The moment you switch to management, you’ll discover that things will get more fuzzy. Not only are there way more people you need to make happy (your boss, 5–8 reports, the PM, etc.), but reaching the next level — or maybe just surviving at the current one — is way more abstract and less clear.

Not only this, but you’ll quickly discover that what you say matters in a way you probably never experienced before. A simple Slack message, or something that, to you, seems harmless, can ruin someone’s week. Sometimes, it’s even more subtle than this; just your body language or how engaged you are during a 1:1 (“Is my manager even paying attention?”) can be really hurtful to your reports.

Your job is to help your team members maximize their potential and perform at their best, which often means putting on a brave face and constantly modeling effective work behavior.

Last but not least, you are responsible for your team’s results. Everyone’s doing the work together, but if things go south, your ass is on the line here.

“Ok, but what does that have to do with managers being lonely?”
Great question; I’m getting there. What I’m trying to say here, for now, is: it is a big burden, and it’s all on your shoulders.

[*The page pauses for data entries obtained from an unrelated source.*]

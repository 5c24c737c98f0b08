//! `TaggedValue`: the value stored for one resolved module member.

use crate::text::RichText;
use std::fmt;

/// A resolved module member.
#[derive(Debug, Clone, PartialEq)]
pub enum TaggedValue {
    /// Plain text.
    Text(String),
    /// Styled text, re-emitted with its styles.
    Rich(RichText),
    /// Unsigned integer, printed in decimal.
    Count(u64),
    /// Floating point, printed with two decimals.
    Real(f64),
}

impl TaggedValue {
    /// Convert to rich text for insertion into a parse buffer.
    pub fn to_rich(&self) -> RichText {
        match self {
            Self::Rich(rich) => rich.clone(),
            other => RichText::plain(other.to_string()),
        }
    }
}

impl fmt::Display for TaggedValue {
    fn fmt(&self, f: &mut fmt::Formatter<'_>) -> fmt::Result {
        match self {
            Self::Text(text) => f.write_str(text),
            Self::Rich(rich) => f.write_str(rich.as_str()),
            Self::Count(count) => write!(f, "{count}"),
            Self::Real(real) => write!(f, "{real:.2}"),
        }
    }
}

impl From<String> for TaggedValue {
    fn from(s: String) -> Self {
        Self::Text(s)
    }
}

impl From<&str> for TaggedValue {
    fn from(s: &str) -> Self {
        Self::Text(s.to_owned())
    }
}

impl From<RichText> for TaggedValue {
    fn from(rich: RichText) -> Self {
        Self::Rich(rich)
    }
}

impl From<u64> for TaggedValue {
    fn from(count: u64) -> Self {
        Self::Count(count)
    }
}

impl From<f64> for TaggedValue {
    fn from(real: f64) -> Self {
        Self::Real(real)
    }
}
/// Resolve a whole-module tag.
pub(super) fn summary(ctx: &mut RenderContext<'_>, kind: &ModuleKind) -> Result<TaggedValue> {
    let template = match kind {
        ModuleKind::Cpu => "$<cpu.name> ($<cpu.nproc>) @ $<cpu.freq_max> GHz".to_owned(),
        ModuleKind::Gpu(index) => {
            if ctx.providers.gpu(*index).is_none() {
                return Ok(missing());
            }
            format!("$<gpu{index}.vendor> $<gpu{index}.name>")
        }
        ModuleKind::Ram => "$<ram.used> / $<ram.total> ($<ram.used_perc>)".to_owned(),
        ModuleKind::Swap => {
            if ctx.providers.swap().total == 0 {
                return Ok(TaggedValue::from("Disabled"));
            }
            "$<swap.used> / $<swap.total> ($<swap.used_perc>)".to_owned()
        }
        ModuleKind::Disk(path) => return disk_summary(ctx, path),
        ModuleKind::Battery => {
            if ctx.providers.battery().is_none() {
                return Ok(missing());
            }
            "$<battery.perc> [$<battery.status>]".to_owned()
        }
        ModuleKind::Title => "${auto2}$<user.name>${0}@${auto2}$<os.hostname>".to_owned(),
        ModuleKind::TitleSep => return Ok(title_separator(ctx)),
        ModuleKind::Colors => palette_row(40, "   ", false),
        ModuleKind::ColorsLight => palette_row(100, "   ", false),
        ModuleKind::ColorsSymbol(symbol) => palette_row(30, symbol, true),
        ModuleKind::ColorsLightSymbol(symbol) => palette_row(90, symbol, true),
        ModuleKind::Os
        | ModuleKind::System
        | ModuleKind::User
        | ModuleKind::Theme
        | ModuleKind::GtkTheme(_)
        | ModuleKind::Auto => {
            tracing::warn!(module = ?kind, "module has no summary, name a member");
            return Ok(missing());
        }
    };
    parse::parse_nested(&template, ctx).map(TaggedValue::Rich)
}

/// Eight palette cells starting at SGR code `first`.
fn palette_row(first: u8, cell: &str, pad: bool) -> String {
    let cell = escape_template(cell);
    let mut row = String::new();
    for code in first..first + 8 {
        row.push_str("${\x1b[");
        row.push_str(&code.to_string());
        row.push_str("m}");
        if pad {
            row.push(' ');
            row.push_str(&cell);
            row.push(' ');
        } else {
            row.push_str(&cell);
        }
    }
    row.push_str("${0}");
    row
}

fn title_separator(ctx: &mut RenderContext<'_>) -> TaggedValue {
    let user = ctx.providers.user();
    let os = ctx.providers.os();
    let title = RichText::plain(format!("{}@{}", user.name, os.hostname));
    TaggedValue::Text(ctx.config.title_sep.repeat(title.glyph_count()))
}

fn disk_summary(ctx: &mut RenderContext<'_>, path: &str) -> Result<TaggedValue> {
    let Some(disk) = ctx.providers.disk(path) else {
        return Ok(missing());
    };
    let name = format!("disk({})", escape_template(path));
    let template = format!(
        "$<{name}.used> / $<{name}.total> ($<{name}.used_perc>) - $<{name}.fs>"
    );
    let mut rich = parse::parse_nested(&template, ctx)?;

    let labels = describe_types(disk.types);
    if !labels.is_empty() {
        rich.push_str(&format!(" [{labels}]"));
    }
    Ok(TaggedValue::Rich(rich))
}

/// Labels of the notable volume classes, `External, Read-only`.
fn describe_types(types: DiskVolumeTypes) -> String {
    [
        (DiskVolumeTypes::EXTERNAL, "External"),
        (DiskVolumeTypes::HIDDEN, "Hidden"),
        (DiskVolumeTypes::READ_ONLY, "Read-only"),
    ]
    .into_iter()
    .filter(|(flag, _)| types.contains(*flag))
    .map(|(_, label)| label)
    .collect::<Vec<_>>()
    .join(", ")
}

/// Resolve one member of a module.
pub(super) fn member(
    ctx: &mut RenderContext<'_>,
    kind: &ModuleKind,
    member: &str,
) -> Result<TaggedValue> {
    let value = match kind {
        ModuleKind::Os => os_member(ctx, member),
        ModuleKind::System => system_member(ctx, member),
        ModuleKind::User => user_member(ctx, member),
        ModuleKind::Cpu => cpu_member(ctx, member),
        ModuleKind::Gpu(index) => gpu_member(ctx, *index, member),
        ModuleKind::Ram => {
            let ram = ctx.providers.ram();
            memory_member(ctx, ram, member)?
        }
        ModuleKind::Swap => {
            let swap = ctx.providers.swap();
            memory_member(ctx, swap, member)?
        }
        ModuleKind::Disk(path) => disk_member(ctx, path, member)?,
        ModuleKind::Battery => battery_member(ctx, member)?,
        ModuleKind::Theme => theme_member(ctx, member),
        ModuleKind::GtkTheme(version) => gtk_member(ctx, *version, member),
        ModuleKind::Auto
        | ModuleKind::Title
        | ModuleKind::TitleSep
        | ModuleKind::Colors
        | ModuleKind::ColorsLight
        | ModuleKind::ColorsSymbol(_)
        | ModuleKind::ColorsLightSymbol(_) => return summary(ctx, kind),
    };

    Ok(value.unwrap_or_else(|| {
        tracing::warn!(module = ?kind, member, "unknown module member");
        missing()
    }))
}

type Member = Option<TaggedValue>;

fn os_member(ctx: &mut RenderContext<'_>, member: &str) -> Member {
    let os = ctx.providers.os();
    let (days, hours, mins, secs) = split_uptime(os.uptime_secs);
    let value = match member {
        "name" => TaggedValue::Text(os.name),
        "name_id" => TaggedValue::Text(os.name_id),
        "version_id" => optional(os.version_id),
        "version_codename" => optional(os.version_codename),
        "kernel" => TaggedValue::Text(format!("{} {}", os.kernel_name, os.kernel_version)),
        "kernel_name" => TaggedValue::Text(os.kernel_name),
        "kernel_version" => TaggedValue::Text(os.kernel_version),
        "hostname" => TaggedValue::Text(os.hostname),
        "pkgs" | "packages" => optional(os.packages),
        "initsys_name" => optional(os.initsys_name),
        "initsys_version" => optional(os.initsys_version),
        "uptime" => TaggedValue::Text(format_uptime(os.uptime_secs, &ctx.config.uptime)),
        "uptime_secs" => TaggedValue::Count(secs),
        "uptime_mins" => TaggedValue::Count(mins),
        "uptime_hours" => TaggedValue::Count(hours),
        "uptime_days" => TaggedValue::Count(days),
        _ => return None,
    };
    Some(value)
}

fn system_member(ctx: &mut RenderContext<'_>, member: &str) -> Member {
    let host = ctx.providers.host();
    let value = match member {
        "host" => {
            let parts = [host.vendor, host.name, host.version];
            let joined: Vec<&str> = parts
                .iter()
                .map(String::as_str)
                .filter(|part| !part.is_empty())
                .collect();
            if joined.is_empty() {
                missing()
            } else {
                TaggedValue::Text(joined.join(" "))
            }
        }
        "host_name" => TaggedValue::Text(host.name),
        "host_vendor" => TaggedValue::Text(host.vendor),
        "host_version" => TaggedValue::Text(host.version),
        "arch" => TaggedValue::Text(host.arch),
        _ => return None,
    };
    Some(value)
}

fn user_member(ctx: &mut RenderContext<'_>, member: &str) -> Member {
    let user = ctx.providers.user();
    let value = match member {
        "name" => TaggedValue::Text(user.name),
        "shell" => with_version(user.shell_name, user.shell_version),
        "shell_name" => optional(user.shell_name),
        "shell_path" => optional(user.shell_path),
        "shell_version" => optional(user.shell_version),
        "de_name" => optional(user.de_name),
        "de_version" => optional(user.de_version),
        "wm_name" => optional(user.wm_name),
        "wm_version" => optional(user.wm_version),
        "terminal" => with_version(user.terminal_name, user.terminal_version),
        "terminal_name" => optional(user.terminal_name),
        "terminal_version" => optional(user.terminal_version),
        _ => return None,
    };
    Some(value)
}

fn cpu_member(ctx: &mut RenderContext<'_>, member: &str) -> Member {
    let cpu = ctx.providers.cpu();
    let value = match member {
        "name" => TaggedValue::Text(cpu.name),
        "nproc" => TaggedValue::Count(cpu.nproc),
        "freq_cur" => TaggedValue::Real(cpu.freq_cur),
        "freq_max" => TaggedValue::Real(cpu.freq_max),
        "freq_min" => TaggedValue::Real(cpu.freq_min),
        "freq_bios_limit" => TaggedValue::Real(cpu.freq_bios_limit),
        "temp_C" => temperature(cpu.temp_celsius, 'C'),
        "temp_F" => temperature(cpu.temp_celsius, 'F'),
        "temp_K" => temperature(cpu.temp_celsius, 'K'),
        _ => return None,
    };
    Some(value)
}

fn gpu_member(ctx: &mut RenderContext<'_>, index: u16, member: &str) -> Member {
    let Some(gpu) = ctx.providers.gpu(index) else {
        return Some(missing());
    };
    let value = match member {
        "name" => TaggedValue::Text(gpu.name),
        "vendor" => TaggedValue::Text(gpu.vendor),
        "vendor_long" => TaggedValue::Text(gpu.vendor_long),
        _ => return None,
    };
    Some(value)
}

/// The members shared by `ram`, `swap` and `disk(path)`.
fn memory_member(
    ctx: &mut RenderContext<'_>,
    amounts: MemoryInfo,
    member: &str,
) -> Result<Member> {
    let si = ctx.config.use_si_byte_unit;
    let value = match member {
        "used" => TaggedValue::Text(auto_divide_bytes(amounts.used, si).to_string()),
        "free" => TaggedValue::Text(auto_divide_bytes(amounts.free, si).to_string()),
        "total" => TaggedValue::Text(auto_divide_bytes(amounts.total, si).to_string()),
        "used_perc" | "used_percentage" => TaggedValue::Rich(colored_percentage(
            ctx,
            percentage_of(amounts.used, amounts.total),
            false,
        )?),
        "free_perc" | "free_percentage" => TaggedValue::Rich(colored_percentage(
            ctx,
            percentage_of(amounts.free, amounts.total),
            true,
        )?),
        _ => {
            let Some((which, unit)) = member.split_once('-') else {
                return Ok(None);
            };
            let bytes = match which {
                "used" => amounts.used,
                "free" => amounts.free,
                "total" => amounts.total,
                _ => return Ok(None),
            };
            return Ok(divide_bytes(bytes, unit).map(TaggedValue::Real));
        }
    };
    Ok(Some(value))
}

fn disk_member(ctx: &mut RenderContext<'_>, path: &str, member: &str) -> Result<Member> {
    let Some(disk) = ctx.providers.disk(path) else {
        return Ok(Some(missing()));
    };
    let DiskInfo {
        mountdir,
        device,
        fs_type,
        total,
        free,
        used,
        types,
    } = disk;
    let value = match member {
        "fs" => TaggedValue::Text(fs_type),
        "device" => TaggedValue::Text(device),
        "mountdir" => TaggedValue::Text(mountdir),
        "types" => TaggedValue::Text(describe_types(types)),
        _ => return memory_member(ctx, MemoryInfo { total, used, free }, member),
    };
    Ok(Some(value))
}

fn battery_member(ctx: &mut RenderContext<'_>, member: &str) -> Result<Member> {
    let Some(battery) = ctx.providers.battery() else {
        return Ok(Some(missing()));
    };
    let value = match member {
        "perc" | "percentage" => {
            TaggedValue::Rich(colored_percentage(ctx, battery.percentage, true)?)
        }
        "status" => TaggedValue::Text(battery.status),
        "technology" => TaggedValue::Text(battery.technology),
        "vendor" | "manufacturer" => TaggedValue::Text(battery.vendor),
        "name" => TaggedValue::Text(battery.name),
        "temp_C" => temperature(battery.temp_celsius, 'C'),
        "temp_F" => temperature(battery.temp_celsius, 'F'),
        "temp_K" => temperature(battery.temp_celsius, 'K'),
        _ => return Ok(None),
    };
    Ok(Some(value))
}

fn theme_member(ctx: &mut RenderContext<'_>, member: &str) -> Member {
    let theme = ctx.providers.theme();
    let value = match member {
        "cursor" => with_version(theme.cursor, theme.cursor_size.map(|size| format!("({size}px)"))),
        "cursor_name" => optional(theme.cursor),
        "cursor_size" => optional(theme.cursor_size),
        _ => return None,
    };
    Some(value)
}

fn gtk_member(ctx: &mut RenderContext<'_>, version: u8, member: &str) -> Member {
    let gtk = ctx.providers.gtk_theme(version);
    let value = match member {
        "name" => optional(gtk.name),
        "icons" => optional(gtk.icons),
        "font" => optional(gtk.font),
        _ => return None,
    };
    Some(value)
}

/// Resolve a member of `auto`, whose lines are spliced into the layout in
/// place of the line holding the tag. Outside the layout there is no line
/// to replace, so the tag renders empty.
pub(super) fn expanding(ctx: &mut RenderContext<'_>, member: Option<&str>) -> Result<TaggedValue> {
    if !ctx.parsing_layout {
        tracing::debug!(?member, "auto module outside the layout, ignored");
        return Ok(TaggedValue::from(""));
    }
    match member {
        Some("disk") => auto_disk(ctx),
        _ => {
            tracing::warn!(?member, "unknown auto module member");
            Ok(missing())
        }
    }
}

But at least you have someone to vent about this, right?
Well… no.

  • Your reports expect you to have all the answers and lead; they really don’t want to see you talking about your problems — they already have theirs.
  • Your peers (the other managers at the company) are not on your team and don’t have full context. And, at some companies, they might even use your venting against you (a political weapon to get a promotion).
  • If you’re lucky (like I am), you can open up to your manager. But at most companies, you’re really not incentivized to show any signs of weakness to your boss.

In summary, it’s a big responsibility, and you have no one to open up about it. I told you, it’s lonely.

Ok, but what can we do about it? This is personal, of course, given that we’re all different. But I think 3 things can help most managers.

Mentorship

Finding a mentor can be incredibly valuable — especially for new managers who are probably experiencing all this for the first time. Check with your HR department (or your manager) if there is a mentoring program in the company and ask to be a part of it. If there is no program — start a conversation and find someone who you can trust and look up to and who can become an “unofficial” mentor to you.

An alternative to this is to have “content mentors”. These are people you look up to because of the content they generate online, or maybe they are book authors, podcasters/YouTubers, etc. — mine are Charity Majors and Will Larson, by the way.

Non-work activities

This is probably the most important one, and it applies to most people: get your mind off your work. Try to practice sports and/or other non-screen activities. I’ve been back at tennis and drawing, for example. Two activities that I loved as a kid but had been completely forgotten due to day-to-day grinding. For others this could also be meditation, journaling, volunteering, going to church, hitting the gym, and so many others.

These also provide opportunities to connect with people outside your professional sphere, which can be refreshing and broaden your perspective. More importantly, these activities can remind you that your identity extends beyond your role as a manager, contributing to a more balanced sense of self. Engaging in activities outside of work can provide a much-needed break from the pressures of management.

Networks

Joining a network of fellow managers, both within and outside your organization, can be a game-changer. This network can serve as a peer support group (therapy?) where you can share experiences, challenges, and solutions in a safe and understanding environment.

I’ve been back at Twitter/X, for example (which I’m already regretting 🥲). I started to follow many managers/leaders in tech, and they’re constantly talking about the same issues that I’ve been experiencing. Which makes loneliness, well… less lonely. If you don’t like Twitter/X there are many alternatives like Reddit, Slack channels, newsletters, and good old blogs can also help.


Yes, being a manager can be lonely, but now 1) you understand why/how it happens, and 2) you have the tools to fight it!